Re: SOL for Written Debt versus FDCA rules - can creditors get two bites at the apple?

I unfortunately can't help you here with the legal questions, but just wanted to mention to others to learn from this as well. 

 

I was in an accident caused by a faulty airbag.  The manufacturer offered to pick up the $8000 hospital bill, but I told the hospital specifically to inform me of outstanding bills due.  I also wrote them after the fact, certified mail.

 

The manufacturer never paid the bill so after 30 days I had to hire a lawyer.  It took months but the lawyer made a lot of money on it and they ended up paying the bill but the entire time I had to pay attention to it because I knew I'd be held liable for it after the fact.

 

It's an ugly situation.  I'm not sure what the SOL is on you suing the driver -- but it's feasible you might have a case against him depending on your jurisdiction.  I'd go after the original driver if you aren't time barred.

Message 2 of 4
RobertEG
Legendary Contributor

Re: SOL for Written Debt versus FDCA rules - can creditors get two bites at the apple?

A single delinquent debt can result in different types of adverse items occuring on efforts to collect the debt.

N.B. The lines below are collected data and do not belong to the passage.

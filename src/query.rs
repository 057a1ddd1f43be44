//! Tiered Entrez query construction, strictest first.

use std::fmt;

use crate::domain::{AssemblyLevel, RetrievalRequest};
use crate::presets::{OrganismPreset, canonical_organism};

pub const TIER_COUNT: usize = 4;

pub const EXCLUDED_KEYWORDS: [&str; 4] = ["resistance", "resistant", "multidrug", "hypothetical"];

#[derive(Debug, Clone, PartialEq, Eq)]
pub enum Clause {
    Organism(String),
    Strain(String),
    ProteinName(String),
    BioSample(String),
    CompleteGenome,
    AssemblyLevel(AssemblyLevel),
    RefSeqOnly,
    ExcludeKeywords,
}

impl Clause {
    fn is_genome_filter(&self) -> bool {
        matches!(self, Clause::CompleteGenome | Clause::AssemblyLevel(_))
    }
}

impl fmt::Display for Clause {
    fn fmt(&self, f: &mut fmt::Formatter<'_>) -> fmt::Result {
        match self {
            Clause::Organism(name) => write!(f, "\"{name}\"[Organism]"),
            Clause::Strain(strain) => write!(f, "\"{strain}\"[Strain]"),
            Clause::ProteinName(name) => write!(f, "\"{name}\"[Protein Name]"),
            Clause::BioSample(query) => write!(f, "({query})"),
            Clause::CompleteGenome => write!(f, "(\"complete genome\"[Filter])"),
            Clause::AssemblyLevel(level) => {
                write!(f, "(\"{}\"[Assembly Level])", level.ncbi_label())
            }
            Clause::RefSeqOnly => write!(f, "(srcdb_refseq[PROP])"),
            Clause::ExcludeKeywords => write!(f, "({})", EXCLUDED_KEYWORDS.join(" OR ")),
        }
    }
}

#[derive(Debug, Clone, PartialEq, Eq)]
pub struct SearchQuery {
    pub tier: usize,
    pub clauses: Vec<Clause>,
    pub term: String,
}

impl SearchQuery {
    fn new(tier: usize, clauses: Vec<Clause>) -> Self {
        let term = render(&clauses);
        Self {
            tier,
            clauses,
            term,
        }
    }
}

#[derive(Debug, Clone, PartialEq, Eq)]
pub struct QueryBuilder {
    pub protein_name: String,
    pub organism_name: String,
    pub strain: Option<String>,
    pub assembly_level: Option<AssemblyLevel>,
    pub biosample_query: Option<String>,
}

impl QueryBuilder {
    /// Resolves the organism against the presets; the strain override is
    /// only taken from a matching preset that pins this exact protein.
    pub fn for_request(request: &RetrievalRequest) -> Self {
        let preset = OrganismPreset::lookup(&request.organism);
        let organism_name = canonical_organism(&request.organism);
        let strain = preset
            .and_then(|preset| preset.strain_for(&request.protein_name))
            .map(str::to_string);
        let biosample_query = request
            .biosample_query
            .as_deref()
            .map(str::trim)
            .filter(|query| !query.is_empty())
            .map(str::to_string);

        Self {
            protein_name: request.protein_name.clone(),
            organism_name,
            strain,
            assembly_level: request.assembly_level,
            biosample_query,
        }
    }

    pub fn build(&self) -> Vec<SearchQuery> {
        let mut base = vec![Clause::Organism(self.organism_name.clone())];
        if let Some(strain) = &self.strain {
            base.push(Clause::Strain(strain.clone()));
        }
        base.push(Clause::ProteinName(self.protein_name.clone()));
        if let Some(query) = &self.biosample_query {
            base.push(Clause::BioSample(query.clone()));
        }

        let genome_filter = match self.assembly_level {
            Some(level) => Clause::AssemblyLevel(level),
            None => Clause::CompleteGenome,
        };

        let mut strict = base.clone();
        strict.extend([genome_filter, Clause::RefSeqOnly, Clause::ExcludeKeywords]);

        let relaxed = without(&strict, |clause| *clause == Clause::ExcludeKeywords);
        let broad = without(&relaxed, |clause| *clause == Clause::RefSeqOnly);
        let broadest = without(&broad, Clause::is_genome_filter);

        [strict, relaxed, broad, broadest]
            .into_iter()
            .enumerate()
            .map(|(tier, clauses)| SearchQuery::new(tier, clauses))
            .collect()
    }
}

pub fn build_queries(request: &RetrievalRequest) -> Vec<SearchQuery> {
    QueryBuilder::for_request(request).build()
}

fn without(clauses: &[Clause], dropped: impl Fn(&Clause) -> bool) -> Vec<Clause> {
    clauses
        .iter()
        .filter(|clause| !dropped(*clause))
        .cloned()
        .collect()
}

// Entrez NOT is a binary operator, so the exclusion joins without AND.
fn render(clauses: &[Clause]) -> String {
    let mut term = String::new();
    for clause in clauses {
        if !term.is_empty() {
            match clause {
                Clause::ExcludeKeywords => term.push_str(" NOT "),
                _ => term.push_str(" AND "),
            }
        }
        term.push_str(&clause.to_string());
    }
    term
}
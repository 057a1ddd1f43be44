use std::fs::File;
use std::path::PathBuf;
use std::process::ExitCode;
use std::sync::Mutex;

use camino::Utf8PathBuf;
use clap::Parser;
use miette::IntoDiagnostic;
use tracing_subscriber::fmt::format::{DefaultFields, Format};
use tracing_subscriber::prelude::*;
use tracing_subscriber::{EnvFilter, Registry, fmt, reload};

use kira_refprot::app::{App, RunSummary};
use kira_refprot::cache::JsonFileCache;
use kira_refprot::config::{ConfigLoader, RunInputs, RunPlan};
use kira_refprot::domain::AssemblyLevel;
use kira_refprot::engine::{MetadataPolicy, Retriever};
use kira_refprot::error::RefProtError;
use kira_refprot::ncbi::EntrezHttpClient;
use kira_refprot::output::JsonOutput;

#[derive(Parser)]
#[command(name = "kira-refprot")]
#[command(about = "Retrieve reference protein sequences from NCBI with graduated query relaxation")]
#[command(
    after_help = "Example: kira-refprot --organism \"Pseudomonas aeruginosa PAO1\" --proteins dnaA,recA --assembly-level complete_genome --output PAO1_refs --email user@example.com"
)]
#[command(version, author)]
struct Cli {
    /// Target organism: free text or a preset key (ecoli, klebsiella).
    #[arg(long)]
    organism: Option<String>,

    /// Comma-separated protein names, or `all` for the preset panel.
    #[arg(long)]
    proteins: Option<String>,

    /// File with one protein name per line.
    #[arg(long)]
    protein_list: Option<PathBuf>,

    /// YAML file with run parameters; its values override flags.
    #[arg(long)]
    config: Option<PathBuf>,

    #[arg(long, value_enum)]
    assembly_level: Option<AssemblyLevel>,

    /// Extra BioSample query ANDed to every search, e.g. "host=human".
    #[arg(long)]
    biosample_query: Option<String>,

    /// Base name for output files.
    #[arg(long)]
    output: Option<String>,

    #[arg(long)]
    multi_fasta: bool,

    #[arg(long)]
    html_report: bool,

    /// Contact email sent to NCBI E-utilities.
    #[arg(long)]
    email: Option<String>,

    #[arg(long, value_enum, default_value_t = MetadataPolicy::Degrade)]
    metadata_policy: MetadataPolicy,

    /// Directory holding query_cache.json.
    #[arg(long, conflicts_with = "global_cache")]
    cache_dir: Option<Utf8PathBuf>,

    /// Use the per-user cache under ~/.cache/kira-refprot.
    #[arg(long)]
    global_cache: bool,

    /// Print the run summary as JSON on stdout.
    #[arg(long)]
    json: bool,
}

fn main() -> ExitCode {
    if let Err(report) = run() {
        eprintln!("{report:?}");
        if let Some(error) = report.downcast_ref::<RefProtError>() {
            return ExitCode::from(map_exit_code(error));
        }
        return ExitCode::from(1);
    }
    ExitCode::SUCCESS
}

fn map_exit_code(error: &RefProtError) -> u8 {
    if error.is_configuration() { 2 } else { 1 }
}

fn run() -> miette::Result<()> {
    let cli = Cli::parse();
    let log_file = init_logging();

    let mut inputs = RunInputs {
        organism: cli.organism,
        proteins: cli.proteins,
        protein_list: cli.protein_list,
        assembly_level: cli.assembly_level,
        biosample_query: cli.biosample_query,
        output: cli.output,
        multi_fasta: cli.multi_fasta,
        html_report: cli.html_report,
        email: cli.email,
    };
    if let Some(path) = &cli.config {
        let file = ConfigLoader::load(path)?;
        inputs = inputs.merge(file)?;
    }
    let plan = RunPlan::resolve(inputs)?;
    attach_log_file(&log_file, &plan.output.log_file_name());

    let cache = match (cli.cache_dir, cli.global_cache) {
        (Some(dir), _) => JsonFileCache::in_dir(&dir),
        (None, true) => JsonFileCache::global()?,
        (None, false) => JsonFileCache::project()?,
    };
    tracing::debug!(path = %cache.path(), "query cache");

    let entrez = EntrezHttpClient::new(&plan.email)?;
    let retriever = Retriever::new(entrez, cache).with_policy(cli.metadata_policy);
    let app = App::new(retriever);

    let output_dir = Utf8PathBuf::from(".");
    let summary = app.run(&plan, &output_dir);

    if cli.json {
        JsonOutput::print_summary(&summary).into_diagnostic()?;
    } else {
        print_summary(&summary);
    }
    Ok(())
}

type LogFileLayer = fmt::Layer<Registry, DefaultFields, Format, Mutex<File>>;
type LogFileHandle = reload::Handle<Option<LogFileLayer>, Registry>;

// Console logging starts before the config is read; the run log joins
// once the plan names it, so a rejected run leaves no log file behind.
fn init_logging() -> LogFileHandle {
    let filter = EnvFilter::try_from_default_env().unwrap_or_else(|_| EnvFilter::new("info"));
    let (file_layer, handle) = reload::Layer::new(None);
    tracing_subscriber::registry()
        .with(file_layer)
        .with(filter)
        .with(
            fmt::layer()
                .with_target(false)
                .with_writer(std::io::stderr),
        )
        .init();
    handle
}

fn attach_log_file(handle: &LogFileHandle, log_path: &str) {
    let file = match File::create(log_path) {
        Ok(file) => file,
        Err(err) => {
            tracing::warn!(path = log_path, error = %err, "cannot open run log, logging to stderr only");
            return;
        }
    };
    let layer = fmt::layer()
        .with_ansi(false)
        .with_target(false)
        .with_writer(Mutex::new(file));
    if let Err(err) = handle.reload(Some(layer)) {
        tracing::warn!(path = log_path, error = %err, "cannot attach run log");
    }
}

fn print_summary(summary: &RunSummary) {
    let green = "\x1b[32m";
    let yellow = "\x1b[33m";
    let cyan = "\x1b[36m";
    let reset = "\x1b[0m";
    let report = &summary.report;

    println!("{cyan}kira-refprot summary ({}){reset}", report.organism);
    println!(
        "{green}retrieved: {} / {}{reset}",
        report.retrieved_count(),
        report.total()
    );
    for result in report.results() {
        println!(
            "{green}  {} -> {} ({} aa, {}){reset}",
            result.protein_name, result.accession, result.sequence_length, result.source_strain
        );
    }
    let not_found = report.not_found();
    if !not_found.is_empty() {
        println!("{yellow}not found: {}{reset}", not_found.join(", "));
    }

    let artifacts = &summary.artifacts;
    for path in [
        &artifacts.csv,
        &artifacts.multi_fasta,
        &artifacts.html_report,
        &artifacts.zip,
    ]
    .into_iter()
    .flatten()
    {
        println!("{cyan}  wrote {path}{reset}");
    }
}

Monthy delinquencies on the account with the original creditor can report, and the creditor can also assign or sell the debt to a debt collector, who can then report a collection.   A collection represents the involvement of another party in attempt to collect the delinquent debt, and can appear in addition to monthly delinquencies reported by the creditor.  They are not the same thing.

 

Additionally, the current owner of a delinquent debt can, at any time, bring civil action to obtain a court order finding the debt valid and ordering its payment.  A civil judgment, if if it remains unpaid, can be used to force payment via attachment of assets or garnishment of pay.   A judgment can be reported and appear simultaneous with montly delinquencies and/or a collection.

 

Each type of adverse item of information reported to your credit report, such as monthly deliquencies, a collection, and/or a judgment, have their own individual credit report exclusion provisions under FCRA 605(a).  More specifically, monthly delinquencies must become excluded no later than 7 years from their dates of occurence, any collection or charge-off must become excluded no later than 7 years plus 180 days from the date of first delinquency on the OC account, and a judgment must become excluded no later than 7 years from its date of entry by the court if paid, or if unpaid after 7 years, no later than when the period of enforceability of the judgment expiires.

 

There is no "skirting" of the exclusion provisions of the FCRA if a debt collector obtains a judgment, and the judgment continues to report after exclusion of their reported collection.  A judgment is its own adverse item with its own separate exclusion provision.

 

Expiration of your state SOL on the debt is unrelated to credit report exclusion, and runs separately.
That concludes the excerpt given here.